//! Parsing a property spec and reading typed values.
//!
//! Run with: cargo run --example simple

use gestalt::from_str;
use std::error::Error;

const SPEC: &str = r#"
# billing service
service.name = billing
banner = "  welcome  "                 # quotes keep the padding
hosts[] = alpha.internal, \
          beta.internal
limits[:] = cpu:2, memory:4G
"#;

fn main() -> Result<(), Box<dyn Error>> {
    let props = from_str(SPEC)?;

    println!("name:   {}", props.get_string("service.name")?);
    println!("banner: {:?}", props.get_string("banner")?);
    println!("hosts:  {:?}", props.get_list("hosts[]")?);
    for (resource, limit) in props.get_table("limits[:]")? {
        println!("limit:  {} = {}", resource, limit);
    }

    props.verify_must(&["service.name", "hosts[]"])?;
    println!("port:   {}", props.get_string_or("port", "8080"));

    Ok(())
}
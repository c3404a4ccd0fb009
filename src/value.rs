//! Typed representation of property values.
//!
//! A property is one of three shapes, chosen by the suffix of its key:
//!
//! - [`Value::Scalar`]: a single string (`name = value`)
//! - [`Value::List`]: an ordered list of strings (`hosts[] = a, b, c`)
//! - [`Value::Table`]: a string-to-string table (`env[:] = a:1, b:2`)
//!
//! ## Examples
//!
//! ```rust
//! use gestalt::{Kind, Value};
//!
//! let scalar = Value::from("INFO ");
//! let list = Value::from(vec!["a", "b"]);
//!
//! assert_eq!(scalar.kind(), Kind::Scalar);
//! assert_eq!(list.as_list().map(|l| l.len()), Some(2));
//! assert!(scalar.as_table().is_none());
//! ```

use indexmap::IndexMap;
use serde::{Deserialize, Deserializer, Serialize, Serializer};
use std::fmt;

/// Mapping held by table-typed properties.
///
/// Sub-keys are unique; the last declaration of a duplicated sub-key wins.
pub type Table = IndexMap<String, String>;

/// The value kind selected by a key's suffix.
#[derive(Clone, Copy, Debug, PartialEq, Eq, Hash)]
pub enum Kind {
    Scalar,
    List,
    Table,
}

impl Kind {
    #[must_use]
    pub const fn as_str(&self) -> &'static str {
        match self {
            Kind::Scalar => "scalar",
            Kind::List => "list",
            Kind::Table => "table",
        }
    }
}

impl fmt::Display for Kind {
    fn fmt(&self, f: &mut fmt::Formatter<'_>) -> fmt::Result {
        f.write_str(self.as_str())
    }
}

/// A decoded property value.
///
/// # Examples
///
/// ```rust
/// use gestalt::{Table, Value};
///
/// let mut table = Table::new();
/// table.insert("a".to_string(), "1".to_string());
///
/// let value = Value::Table(table);
/// assert!(value.is_table());
/// assert_eq!(value.as_table().and_then(|t| t.get("a")).map(String::as_str), Some("1"));
/// ```
#[derive(Clone, Debug, PartialEq, Eq)]
pub enum Value {
    Scalar(String),
    List(Vec<String>),
    Table(Table),
}

impl Default for Value {
    fn default() -> Self {
        Value::Scalar(String::new())
    }
}

impl Value {
    #[inline]
    #[must_use]
    pub const fn kind(&self) -> Kind {
        match self {
            Value::Scalar(_) => Kind::Scalar,
            Value::List(_) => Kind::List,
            Value::Table(_) => Kind::Table,
        }
    }

    /// Returns an empty value of the given kind.
    #[must_use]
    pub fn empty(kind: Kind) -> Self {
        match kind {
            Kind::Scalar => Value::Scalar(String::new()),
            Kind::List => Value::List(Vec::new()),
            Kind::Table => Value::Table(Table::new()),
        }
    }

    #[inline]
    #[must_use]
    pub const fn is_scalar(&self) -> bool {
        matches!(self, Value::Scalar(_))
    }

    #[inline]
    #[must_use]
    pub const fn is_list(&self) -> bool {
        matches!(self, Value::List(_))
    }

    #[inline]
    #[must_use]
    pub const fn is_table(&self) -> bool {
        matches!(self, Value::Table(_))
    }

    /// If the value is a scalar, returns a reference to it. Otherwise returns `None`.
    ///
    /// # Examples
    ///
    /// ```rust
    /// use gestalt::Value;
    ///
    /// assert_eq!(Value::from("hello").as_str(), Some("hello"));
    /// assert_eq!(Value::from(vec!["hello"]).as_str(), None);
    /// ```
    #[inline]
    #[must_use]
    pub fn as_str(&self) -> Option<&str> {
        match self {
            Value::Scalar(s) => Some(s),
            _ => None,
        }
    }

    /// If the value is a list, returns a reference to its elements. Otherwise returns `None`.
    #[inline]
    #[must_use]
    pub fn as_list(&self) -> Option<&[String]> {
        match self {
            Value::List(list) => Some(list),
            _ => None,
        }
    }

    /// If the value is a table, returns a reference to it. Otherwise returns `None`.
    #[inline]
    #[must_use]
    pub fn as_table(&self) -> Option<&Table> {
        match self {
            Value::Table(table) => Some(table),
            _ => None,
        }
    }
}

/// Strips one enclosing pair of `"` characters, if both ends carry one.
///
/// # Examples
///
/// ```rust
/// use gestalt::value::unquote;
///
/// assert_eq!(unquote("\" value \""), " value ");
/// assert_eq!(unquote("\"\"x\"\""), "\"x\"");
/// assert_eq!(unquote("\"half"), "\"half");
/// assert_eq!(unquote("\""), "\"");
/// ```
#[must_use]
pub fn unquote(s: &str) -> &str {
    if s.len() >= 2 && s.starts_with('"') && s.ends_with('"') {
        &s[1..s.len() - 1]
    } else {
        s
    }
}

impl fmt::Display for Value {
    fn fmt(&self, f: &mut fmt::Formatter<'_>) -> fmt::Result {
        match self {
            Value::Scalar(s) => write!(f, "{}", s),
            Value::List(list) => write!(f, "[{}]", list.join(", ")),
            Value::Table(table) => {
                write!(
                    f,
                    "{{{}}}",
                    table
                        .iter()
                        .map(|(k, v)| format!("{}:{}", k, v))
                        .collect::<Vec<_>>()
                        .join(", ")
                )
            }
        }
    }
}

impl Serialize for Value {
    fn serialize<S>(&self, serializer: S) -> Result<S::Ok, S::Error>
    where
        S: Serializer,
    {
        match self {
            Value::Scalar(s) => serializer.serialize_str(s),
            Value::List(list) => {
                use serde::ser::SerializeSeq;
                let mut seq = serializer.serialize_seq(Some(list.len()))?;
                for element in list {
                    seq.serialize_element(element)?;
                }
                seq.end()
            }
            Value::Table(table) => {
                use serde::ser::SerializeMap;
                let mut map = serializer.serialize_map(Some(table.len()))?;
                for (k, v) in table {
                    map.serialize_entry(k, v)?;
                }
                map.end()
            }
        }
    }
}

impl<'de> Deserialize<'de> for Value {
    fn deserialize<D>(deserializer: D) -> Result<Self, D::Error>
    where
        D: Deserializer<'de>,
    {
        use serde::de::{self, Visitor};

        struct ValueVisitor;

        impl<'de> Visitor<'de> for ValueVisitor {
            type Value = Value;

            fn expecting(&self, formatter: &mut fmt::Formatter) -> fmt::Result {
                formatter.write_str("a string, a list of strings, or a string-to-string map")
            }

            fn visit_str<E>(self, value: &str) -> Result<Self::Value, E> {
                Ok(Value::Scalar(value.to_string()))
            }

            fn visit_string<E>(self, value: String) -> Result<Self::Value, E> {
                Ok(Value::Scalar(value))
            }

            fn visit_seq<A>(self, mut seq: A) -> Result<Self::Value, A::Error>
            where
                A: de::SeqAccess<'de>,
            {
                let mut list = Vec::new();
                while let Some(element) = seq.next_element::<String>()? {
                    list.push(element);
                }
                Ok(Value::List(list))
            }

            fn visit_map<A>(self, mut map: A) -> Result<Self::Value, A::Error>
            where
                A: de::MapAccess<'de>,
            {
                let mut table = Table::new();
                while let Some((key, value)) = map.next_entry::<String, String>()? {
                    table.insert(key, value);
                }
                Ok(Value::Table(table))
            }
        }

        deserializer.deserialize_any(ValueVisitor)
    }
}

impl TryFrom<Value> for String {
    type Error = crate::Error;

    fn try_from(value: Value) -> crate::Result<Self> {
        match value {
            Value::Scalar(s) => Ok(s),
            other => Err(crate::Error::custom(format!(
                "expected scalar, found {}",
                other.kind()
            ))),
        }
    }
}

impl TryFrom<Value> for Vec<String> {
    type Error = crate::Error;

    fn try_from(value: Value) -> crate::Result<Self> {
        match value {
            Value::List(list) => Ok(list),
            other => Err(crate::Error::custom(format!(
                "expected list, found {}",
                other.kind()
            ))),
        }
    }
}

impl TryFrom<Value> for Table {
    type Error = crate::Error;

    fn try_from(value: Value) -> crate::Result<Self> {
        match value {
            Value::Table(table) => Ok(table),
            other => Err(crate::Error::custom(format!(
                "expected table, found {}",
                other.kind()
            ))),
        }
    }
}

impl From<String> for Value {
    fn from(value: String) -> Self {
        Value::Scalar(value)
    }
}

impl From<&str> for Value {
    fn from(value: &str) -> Self {
        Value::Scalar(value.to_string())
    }
}

impl From<Vec<String>> for Value {
    fn from(value: Vec<String>) -> Self {
        Value::List(value)
    }
}

impl From<Vec<&str>> for Value {
    fn from(value: Vec<&str>) -> Self {
        Value::List(value.into_iter().map(str::to_string).collect())
    }
}

impl From<Table> for Value {
    fn from(value: Table) -> Self {
        Value::Table(value)
    }
}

_ _ _ _ _ _ _

> Action item
Given the records above, reproduce precisely and only the lines between the line holding "for element in" and the line holding "fn visit_str<E>(self, value: &str)", inclusive.

> Result
                for element in list {
                    seq.serialize_element(element)?;
                }
                seq.end()
            }
            Value::Table(table) => {
                use serde::ser::SerializeMap;
                let mut map = serializer.serialize_map(Some(table.len()))?;
                for (k, v) in table {
                    map.serialize_entry(k, v)?;
                }
                map.end()
            }
        }
    }
}

impl<'de> Deserialize<'de> for Value {
    fn deserialize<D>(deserializer: D) -> Result<Self, D::Error>
    where
        D: Deserializer<'de>,
    {
        use serde::de::{self, Visitor};

        struct ValueVisitor;

        impl<'de> Visitor<'de> for ValueVisitor {
            type Value = Value;

            fn expecting(&self, formatter: &mut fmt::Formatter) -> fmt::Result {
                formatter.write_str("a string, a list of strings, or a string-to-string map")
            }

            fn visit_str<E>(self, value: &str) -> Result<Self::Value, E> {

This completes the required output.